Educación incluyente

Abril es perfecto para hablar de dos asuntos fundamentales que tienen que ver con la tolerancia, la inclusión y el respeto a los derechos humanos y constitucionales: autismo y educación.

El 27 de noviembre del 2007, la Asamblea General de la ONU declaró el 2 de abril como Día Mundial de Concientización sobre el Autismo, con el fin de informar sobre esta condición, tener diagnósticos oportunos y fomentar que los gobiernos adopten políticas públicas que garanticen sus derechos. Durante todo el mes se iluminan de azul los edificios emblemáticos del mundo para visibilizar el tema.

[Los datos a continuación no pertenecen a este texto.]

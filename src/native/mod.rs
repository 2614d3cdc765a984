//! Native library ABI
//!
//! This module describes the function table the binding drives. Everything the
//! binding knows about the media service goes through [`NativeLibrary`]: opaque
//! references in, opaque references and plain scalars out, and completion
//! callbacks that may fire from the library's own processing thread.
//!
//! - `records`: plain data the backends hand to the engine
//! - `engine`: reference-counted object table and processing loop
//! - `memory`: in-process catalog backend (tests, offline demo)
//! - `web_api`: Spotify Web API backend built on rspotify

mod engine;
mod records;
pub mod memory;
pub mod web_api;

use std::fmt;
use std::num::NonZeroU64;

pub use engine::{Engine, Fetcher};
pub use records::{
    AlbumRecord, ArtistRecord, BrowseRecord, FetchResult, Metadata, MetadataKind, Paged, PlaylistRecord,
    SearchRequest, SearchResults, TrackRecord, Window,
};

/// Opaque native reference. Never null.
#[derive(Clone, Copy, Debug, PartialEq, Eq, Hash, PartialOrd, Ord)]
pub struct RawRef(NonZeroU64);

impl RawRef {
    /// Returns `None` for the null reference.
    pub fn new(value: u64) -> Option<Self> {
        NonZeroU64::new(value).map(Self)
    }

    pub fn get(self) -> u64 {
        self.0.get()
    }
}

impl fmt::Display for RawRef {
    fn fmt(&self, f: &mut fmt::Formatter<'_>) -> fmt::Result {
        write!(f, "{:#x}", self.0)
    }
}

/// Userdata passed through a native async call and handed back to its callback.
#[derive(Clone, Copy, Debug, PartialEq, Eq, Hash)]
pub struct CallbackToken(u64);

impl CallbackToken {
    pub fn from_raw(value: u64) -> Self {
        Self(value)
    }

    pub fn get(self) -> u64 {
        self.0
    }
}

/// Completion callback. Invoked exactly once per async request, from the
/// native processing thread, with the completed reference or `None` when the
/// library gave up on the request.
pub type CompletionCallback = fn(Option<RawRef>, CallbackToken);

/// Native error status, reported verbatim through `status()`.
#[derive(Clone, Copy, Debug, PartialEq, Eq, Hash)]
pub enum ErrorCode {
    Ok,
    IsLoading,
    InvalidIndata,
    NetworkDisabled,
    RateLimited,
    OtherTransient,
    OtherPermanent,
}

impl ErrorCode {
    /// Human readable explanation of the status.
    pub fn explain(self) -> &'static str {
        match self {
            ErrorCode::Ok => "no error",
            ErrorCode::IsLoading => "resource is still loading",
            ErrorCode::InvalidIndata => "invalid input data",
            ErrorCode::NetworkDisabled => "network access is disabled",
            ErrorCode::RateLimited => "request was rate limited by the service",
            ErrorCode::OtherTransient => "transient failure, the request may be retried",
            ErrorCode::OtherPermanent => "permanent failure",
        }
    }

    pub fn is_ok(self) -> bool {
        self == ErrorCode::Ok
    }
}

impl fmt::Display for ErrorCode {
    fn fmt(&self, f: &mut fmt::Formatter<'_>) -> fmt::Result {
        f.write_str(self.explain())
    }
}

#[derive(Clone, Copy, Debug, Default, PartialEq, Eq, Hash, serde::Serialize, serde::Deserialize)]
#[serde(rename_all = "lowercase")]
pub enum SearchType {
    #[default]
    Standard,
    Suggest,
}

#[derive(Clone, Copy, Debug, Default, PartialEq, Eq, Hash, PartialOrd, Ord, serde::Serialize, serde::Deserialize)]
#[serde(rename_all = "lowercase")]
pub enum ImageSize {
    Small,
    #[default]
    Normal,
    Large,
}

#[derive(Clone, Copy, Debug, Default, PartialEq, Eq, Hash)]
pub enum ArtistBrowseType {
    #[default]
    Full,
    NoTracks,
    NoAlbums,
}

/// The native function table.
///
/// Every function returning a `RawRef` hands the caller a new owned reference;
/// the caller releases it with the matching `*_release` function exactly once.
/// Accessors on an unknown or released reference return the empty value for
/// their type. Index accessors return `None` past the end of their collection.
pub trait NativeLibrary: Send + Sync {
    // ========================================================================
    // Session
    // ========================================================================

    fn session_create(&self) -> Option<RawRef>;
    fn session_release(&self, session: RawRef);

    // ========================================================================
    // Search
    // ========================================================================

    #[allow(clippy::too_many_arguments)]
    fn search_create(
        &self,
        session: RawRef,
        query: &str,
        tracks_offset: u32,
        tracks: u32,
        albums_offset: u32,
        albums: u32,
        artists_offset: u32,
        artists: u32,
        playlists_offset: u32,
        playlists: u32,
        search_type: SearchType,
        callback: CompletionCallback,
        userdata: CallbackToken,
    ) -> Option<RawRef>;
    fn search_is_loaded(&self, search: RawRef) -> bool;
    fn search_error(&self, search: RawRef) -> ErrorCode;
    fn search_query(&self, search: RawRef) -> String;
    fn search_did_you_mean(&self, search: RawRef) -> String;
    fn search_num_tracks(&self, search: RawRef) -> usize;
    fn search_track(&self, search: RawRef, index: usize) -> Option<RawRef>;
    fn search_total_tracks(&self, search: RawRef) -> usize;
    fn search_num_albums(&self, search: RawRef) -> usize;
    fn search_album(&self, search: RawRef, index: usize) -> Option<RawRef>;
    fn search_total_albums(&self, search: RawRef) -> usize;
    fn search_num_artists(&self, search: RawRef) -> usize;
    fn search_artist(&self, search: RawRef, index: usize) -> Option<RawRef>;
    fn search_total_artists(&self, search: RawRef) -> usize;
    fn search_num_playlists(&self, search: RawRef) -> usize;
    fn search_playlist_name(&self, search: RawRef, index: usize) -> Option<String>;
    fn search_playlist_uri(&self, search: RawRef, index: usize) -> Option<String>;
    fn search_playlist_image_uri(&self, search: RawRef, index: usize) -> Option<String>;
    fn search_total_playlists(&self, search: RawRef) -> usize;
    fn search_release(&self, search: RawRef);

    // ========================================================================
    // Artist
    // ========================================================================

    fn artist_is_loaded(&self, artist: RawRef) -> bool;
    fn artist_name(&self, artist: RawRef) -> Option<String>;
    fn artist_portrait(&self, artist: RawRef, size: ImageSize) -> Option<RawRef>;
    fn artist_release(&self, artist: RawRef);

    // ========================================================================
    // Track & Album
    // ========================================================================

    fn track_is_loaded(&self, track: RawRef) -> bool;
    fn track_error(&self, track: RawRef) -> ErrorCode;
    fn track_name(&self, track: RawRef) -> Option<String>;
    fn track_duration(&self, track: RawRef) -> u32;
    fn track_album(&self, track: RawRef) -> Option<RawRef>;
    fn track_release(&self, track: RawRef);

    fn album_is_loaded(&self, album: RawRef) -> bool;
    fn album_name(&self, album: RawRef) -> Option<String>;
    fn album_year(&self, album: RawRef) -> Option<i32>;
    fn album_artist(&self, album: RawRef) -> Option<RawRef>;
    fn album_release(&self, album: RawRef);

    // ========================================================================
    // Playlist & Image
    // ========================================================================

    fn playlist_create(&self, session: RawRef, link: &str) -> Option<RawRef>;
    fn playlist_is_loaded(&self, playlist: RawRef) -> bool;
    fn playlist_name(&self, playlist: RawRef) -> Option<String>;
    fn playlist_owner(&self, playlist: RawRef) -> Option<String>;
    fn playlist_release(&self, playlist: RawRef);

    fn image_create_from_link(&self, session: RawRef, link: &str) -> Option<RawRef>;
    fn image_is_loaded(&self, image: RawRef) -> bool;
    fn image_release(&self, image: RawRef);

    // ========================================================================
    // Artist browse
    // ========================================================================

    fn artistbrowse_create(
        &self,
        session: RawRef,
        artist: RawRef,
        browse_type: ArtistBrowseType,
        callback: CompletionCallback,
        userdata: CallbackToken,
    ) -> Option<RawRef>;
    fn artistbrowse_is_loaded(&self, browse: RawRef) -> bool;
    fn artistbrowse_error(&self, browse: RawRef) -> ErrorCode;
    fn artistbrowse_artist(&self, browse: RawRef) -> Option<RawRef>;
    fn artistbrowse_biography(&self, browse: RawRef) -> String;
    fn artistbrowse_num_tracks(&self, browse: RawRef) -> usize;
    fn artistbrowse_track(&self, browse: RawRef, index: usize) -> Option<RawRef>;
    fn artistbrowse_num_albums(&self, browse: RawRef) -> usize;
    fn artistbrowse_album(&self, browse: RawRef, index: usize) -> Option<RawRef>;
    fn artistbrowse_num_portraits(&self, browse: RawRef) -> usize;
    fn artistbrowse_portrait(&self, browse: RawRef, index: usize) -> Option<RawRef>;
    fn artistbrowse_release(&self, browse: RawRef);

    // ========================================================================
    // Links
    // ========================================================================

    fn link_create_from_search(&self, search: RawRef) -> Option<String>;
    fn link_create_from_artist(&self, artist: RawRef) -> Option<String>;
    fn link_create_from_artist_portrait(&self, artist: RawRef, size: ImageSize) -> Option<String>;
    fn link_create_from_track(&self, track: RawRef) -> Option<String>;
    fn link_create_from_album(&self, album: RawRef) -> Option<String>;
    fn link_create_from_playlist(&self, playlist: RawRef) -> Option<String>;
    fn link_create_from_image(&self, image: RawRef) -> Option<String>;
    fn link_as_artist(&self, link: &str) -> Option<RawRef>;
    fn link_as_track(&self, link: &str) -> Option<RawRef>;
    fn link_as_album(&self, link: &str) -> Option<RawRef>;
}

#[cfg(test)]
mod tests {
    use super::*;

    #[test]
    fn test_raw_ref_rejects_null() {
        assert!(RawRef::new(0).is_none());
        assert_eq!(RawRef::new(7).map(RawRef::get), Some(7));
    }

    #[test]
    fn test_error_code_explain() {
        assert!(ErrorCode::Ok.is_ok());
        assert!(!ErrorCode::OtherTransient.is_ok());
        assert_eq!(ErrorCode::IsLoading.to_string(), "resource is still loading");
    }
}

El Trastorno del Espectro Autista (TEA) no es una enfermedad, sino una alteración del desarrollo neuronal sin origen identificado todavía. Es una condición de vida que afecta la interacción social por medio de la comunicación, la conducta, el lenguaje y la integración sensorial de las personas.

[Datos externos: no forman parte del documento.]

//! Command line and environment configuration for `hallon-web`

use std::net::SocketAddr;
use std::path::PathBuf;
use std::time::Duration;

use anyhow::bail;
use clap::{Parser, ValueEnum};

/// Where the native engine gets its data.
#[derive(Clone, Copy, Debug, PartialEq, Eq, ValueEnum)]
pub enum Backend {
    /// Built-in demo catalog, no network access
    Memory,
    /// The Spotify Web API, using client credentials
    WebApi,
}

#[derive(Parser, Debug, Clone)]
#[command(name = "hallon-web", about = "Web front-end for the hallon media binding", version)]
pub struct Config {
    /// Address to listen on
    #[arg(short, long, default_value = "127.0.0.1:4567", env = "HALLON_BIND")]
    pub bind: SocketAddr,

    /// Data source for the native engine
    #[arg(long, value_enum, default_value_t = Backend::Memory, env = "HALLON_BACKEND")]
    pub backend: Backend,

    #[arg(long, env = "SPOTIFY_CLIENT_ID")]
    pub client_id: Option<String>,

    #[arg(long, env = "SPOTIFY_CLIENT_SECRET", hide_env_values = true)]
    pub client_secret: Option<String>,

    /// How long a search request waits for its results
    #[arg(long, default_value = "10000", env = "HALLON_SEARCH_TIMEOUT_MS")]
    pub search_timeout_ms: u64,

    /// Directory for the rolling log files
    #[arg(long, default_value = ".logs", env = "HALLON_LOG_DIR")]
    pub log_dir: PathBuf,
}

impl Config {
    pub fn search_timeout(&self) -> Duration {
        Duration::from_millis(self.search_timeout_ms)
    }

    /// Client id and secret for the Web API backend.
    pub fn credentials(&self) -> anyhow::Result<(&str, &str)> {
        match (self.client_id.as_deref(), self.client_secret.as_deref()) {
            (Some(id), Some(secret)) if !id.is_empty() && !secret.is_empty() => Ok((id, secret)),
            _ => bail!("the web-api backend needs --client-id and --client-secret"),
        }
    }

    /// Rejects combinations that cannot start.
    pub fn validate(&self) -> anyhow::Result<()> {
        if self.backend == Backend::WebApi {
            self.credentials()?;
        }
        if self.search_timeout_ms == 0 {
            bail!("--search-timeout-ms must be greater than zero");
        }
        Ok(())
    }
}

#[cfg(test)]
mod tests {
    use super::*;

    #[test]
    fn test_defaults() {
        let config = Config::try_parse_from(["hallon-web"]).unwrap();
        assert_eq!(config.backend, Backend::Memory);
        assert_eq!(config.search_timeout(), Duration::from_secs(10));
        assert!(config.validate().is_ok());
    }

    #[test]
    fn test_web_api_requires_credentials() {
        let config = Config::try_parse_from([
            "hallon-web",
            "--backend",
            "web-api",
            "--client-id",
            "abc",
        ])
        .unwrap();
        assert!(config.validate().is_err());

        let config = Config::try_parse_from([
            "hallon-web",
            "--backend",
            "web-api",
            "--client-id",
            "abc",
            "--client-secret",
            "def",
        ])
        .unwrap();
        assert_eq!(config.credentials().unwrap(), ("abc", "def"));
    }

    #[test]
    fn test_rejects_bad_bind_address() {
        assert!(Config::try_parse_from(["hallon-web", "--bind", "nowhere"]).is_err());
    }
}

Las personas con autismo perciben el mundo de una manera diferente y por ello su forma de relacionarse con su entorno y personas que los rodean también es distinta, por eso es importante comprender las diferencias y aceptar que tenemos los mismos derechos y deberíamos tener las mismas oportunidades de desarrollo y bienestar.

Las personas con autismo necesitan a su alrededor espacios inclusivos que ayuden en su desarrollo, porque todo el tiempo sufren exclusión. No son aceptadas en las escuelas “regulares” y a veces son tachadas de niños berrinchudos, sin límites, porque en muchos de los casos su discapacidad no es evidente.

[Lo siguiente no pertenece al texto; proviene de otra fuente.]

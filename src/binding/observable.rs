//! Completion subscriptions
//!
//! Native async calls complete on the native processing thread by invoking a
//! plain function pointer with the token they were given. The process-wide
//! dispatcher maps that token back to the entity's load state and wakes the
//! tasks waiting on it.

use std::collections::HashMap;
use std::sync::atomic::{AtomicU64, Ordering};
use std::sync::{Arc, LazyLock, Mutex, MutexGuard, PoisonError};

use tokio::sync::watch;

use super::handle::{Handle, NativeKind};
use super::loadable::LoadState;
use crate::error::{HallonError, Result};
use crate::native::{CallbackToken, CompletionCallback, NativeLibrary, RawRef};

struct Registration {
    /// The reference the creation call returned, once known.
    raw: Option<RawRef>,
    state: Arc<watch::Sender<LoadState>>,
}

#[derive(Default)]
struct Dispatcher {
    next_token: AtomicU64,
    pending: Mutex<HashMap<CallbackToken, Registration>>,
}

static DISPATCHER: LazyLock<Dispatcher> = LazyLock::new(Dispatcher::default);

impl Dispatcher {
    fn pending(&self) -> MutexGuard<'_, HashMap<CallbackToken, Registration>> {
        self.pending.lock().unwrap_or_else(PoisonError::into_inner)
    }

    fn register(&self) -> (CallbackToken, Arc<watch::Sender<LoadState>>) {
        let token = CallbackToken::from_raw(self.next_token.fetch_add(1, Ordering::Relaxed) + 1);
        let (state, _) = watch::channel(LoadState::Unloaded);
        let state = Arc::new(state);
        self.pending().insert(
            token,
            Registration {
                raw: None,
                state: Arc::clone(&state),
            },
        );
        (token, state)
    }

    fn associate(&self, token: CallbackToken, raw: RawRef) {
        if let Some(registration) = self.pending().get_mut(&token) {
            registration.raw = Some(raw);
        }
    }

    fn forget(&self, token: CallbackToken) -> bool {
        self.pending().remove(&token).is_some()
    }

    fn resolve(&self, raw: Option<RawRef>, token: CallbackToken) {
        // Removal under the lock makes this the only resolver of the token.
        let Some(registration) = self.pending().remove(&token) else {
            tracing::debug!(token = token.get(), "completion for unknown or resolved registration ignored");
            return;
        };

        let next = match (raw, registration.raw) {
            (Some(raw), Some(expected)) if raw != expected => {
                LoadState::Failed(format!("completion delivered {} for request {}", raw, expected))
            }
            (Some(_), _) => LoadState::Loaded,
            (None, _) => LoadState::Failed("native library abandoned the request".to_string()),
        };
        tracing::debug!(token = token.get(), state = ?next, "completion resolved");

        registration.state.send_if_modified(|current| {
            if *current == LoadState::Loading {
                *current = next;
                true
            } else {
                false
            }
        });
    }
}

/// The callback handed to every native async creation call.
fn dispatch_completion(raw: Option<RawRef>, token: CallbackToken) {
    DISPATCHER.resolve(raw, token);
}

#[cfg(test)]
pub(crate) fn is_pending(token: CallbackToken) -> bool {
    DISPATCHER.pending().contains_key(&token)
}

/// The load state of one async entity, published by its completion.
///
/// Dropping the signal before the completion arrives forgets the
/// registration; the late completion is then ignored.
#[derive(Debug)]
pub struct LoadSignal {
    state: Arc<watch::Sender<LoadState>>,
    token: Option<CallbackToken>,
}

impl LoadSignal {
    fn register() -> Self {
        let (token, state) = DISPATCHER.register();
        Self {
            state,
            token: Some(token),
        }
    }

    /// A signal that is already loaded, for entities adopted from
    /// references that completed elsewhere.
    pub fn ready() -> Self {
        let (state, _) = watch::channel(LoadState::Loaded);
        Self {
            state: Arc::new(state),
            token: None,
        }
    }

    pub fn state(&self) -> LoadState {
        self.state.borrow().clone()
    }

    #[cfg(test)]
    fn token(&self) -> Option<CallbackToken> {
        self.token
    }

    /// Waits for a terminal state. `Failed` becomes [`HallonError::LoadFailed`].
    pub async fn wait(&self) -> Result<()> {
        let mut receiver = self.state.subscribe();
        let state = match receiver.wait_for(LoadState::is_terminal).await {
            Ok(state) => state.clone(),
            Err(_) => return Err(HallonError::LoadFailed("completion signal closed".to_string())),
        };
        match state {
            LoadState::Failed(reason) => Err(HallonError::LoadFailed(reason)),
            _ => Ok(()),
        }
    }
}

impl Drop for LoadSignal {
    fn drop(&mut self) {
        if let Some(token) = self.token.take() {
            if DISPATCHER.forget(token) {
                tracing::debug!(token = token.get(), "dropped before completion, registration forgotten");
            }
        }
    }
}

/// Registers a completion, then runs `create` with the callback and token.
///
/// The token exists before the native call, so a completion that fires
/// before `create` returns still finds its registration. A creation call
/// that returns no reference leaves no registration behind.
pub fn subscribe_for_callback<K: NativeKind>(
    native: &Arc<dyn NativeLibrary>,
    create: impl FnOnce(&dyn NativeLibrary, CompletionCallback, CallbackToken) -> Option<RawRef>,
) -> Result<(Handle<K>, LoadSignal)> {
    let signal = LoadSignal::register();
    let Some(token) = signal.token else {
        return Err(HallonError::acquisition(K::NAME, "no callback token"));
    };

    signal.state.send_replace(LoadState::Loading);
    let Some(raw) = create(native.as_ref(), dispatch_completion, token) else {
        return Err(HallonError::acquisition(
            K::NAME,
            "native creation call returned no reference",
        ));
    };
    DISPATCHER.associate(token, raw);
    tracing::debug!(kind = K::NAME, %raw, token = token.get(), "subscribed for completion");

    Ok((Handle::from_raw(Arc::clone(native), raw), signal))
}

El segundo asunto estrechamente ligado al tema del autismo es el derecho a la educación incluyente. Y más ahora que en la Cámara de Diputados se discute el dictamen de la nueva reforma educativa. Bueno, no, no está siendo discutido. El tema está detenido por el amago de la CNTE, a quien no le importa la educación ni el aprendizaje de los niños, sino mantener sus privilegios y el control de las plazas que venden y de la nómina con la que chantajean a sus agremiados.

Pero bueno, sigamos con lo verdaderamente importante. En el dictamen aprobado en las comisiones de Educación y Puntos Constitucionales se destaca la inclusión como principio y criterio de la educación. Sin embargo, omite establecer la obligación del Estado de eliminar cualquier barrera para el aprendizaje y la participación.

Por eso, Mexicanos Primero, Yo También, Transversal, Conapred, Copred y el Sistema Nacional de Protección Integral de Niñas, Niños y Adolescentes (SIPINNA) presentaron una propuesta para fortalecer la educación inclusiva en el dictamen, y así evitar retrocesos y avanzar en la comprensión y garantía del derecho a la educación incluyente.

“El derecho a una educación incluyente implica entender que acceder y permanecer en la escuela es solamente un primer paso, ya que una visión más amplia debe velar para que las niñas, niños y jóvenes no sean excluidos, ni de experiencias de aprendizaje ni de una participación efectiva para influir en su contexto escolar”, establecen.

La educación incluyente debe darse dentro de las escuelas “regulares” y no limitarse a un  aula ni impartirse únicamente en escuelas “especiales”, porque eso es justamente una expresión sutil de la segregación.

Y para garantizar una educación incluyente es urgente tenerla clara desde la ley, y preparar a los docentes desde su formación. Ese debiera ser el compromiso de los legisladores y el Estado.

DM

RCifras

En México, uno de cada 115 niños tiene autismo y cada año se diagnostican más niños con esta condición que con SIDA, cáncer y diabetes juntos. La OMS indica que uno de cada 160 niños en el mundo tiene autismo y la incidencia se incrementa 17% al año.

RCompromiso

Reconocimiento a Iluminemos de Azul, que dirige Gerardo Gaya, y a la fundación Yo También, encabezada por las periodistas Katia D’Artigues y Bárbara Anderson, por su gran labor para visibilizar y defender los derechos de las personas con discapacidad, como el derecho a la educación inclusiva.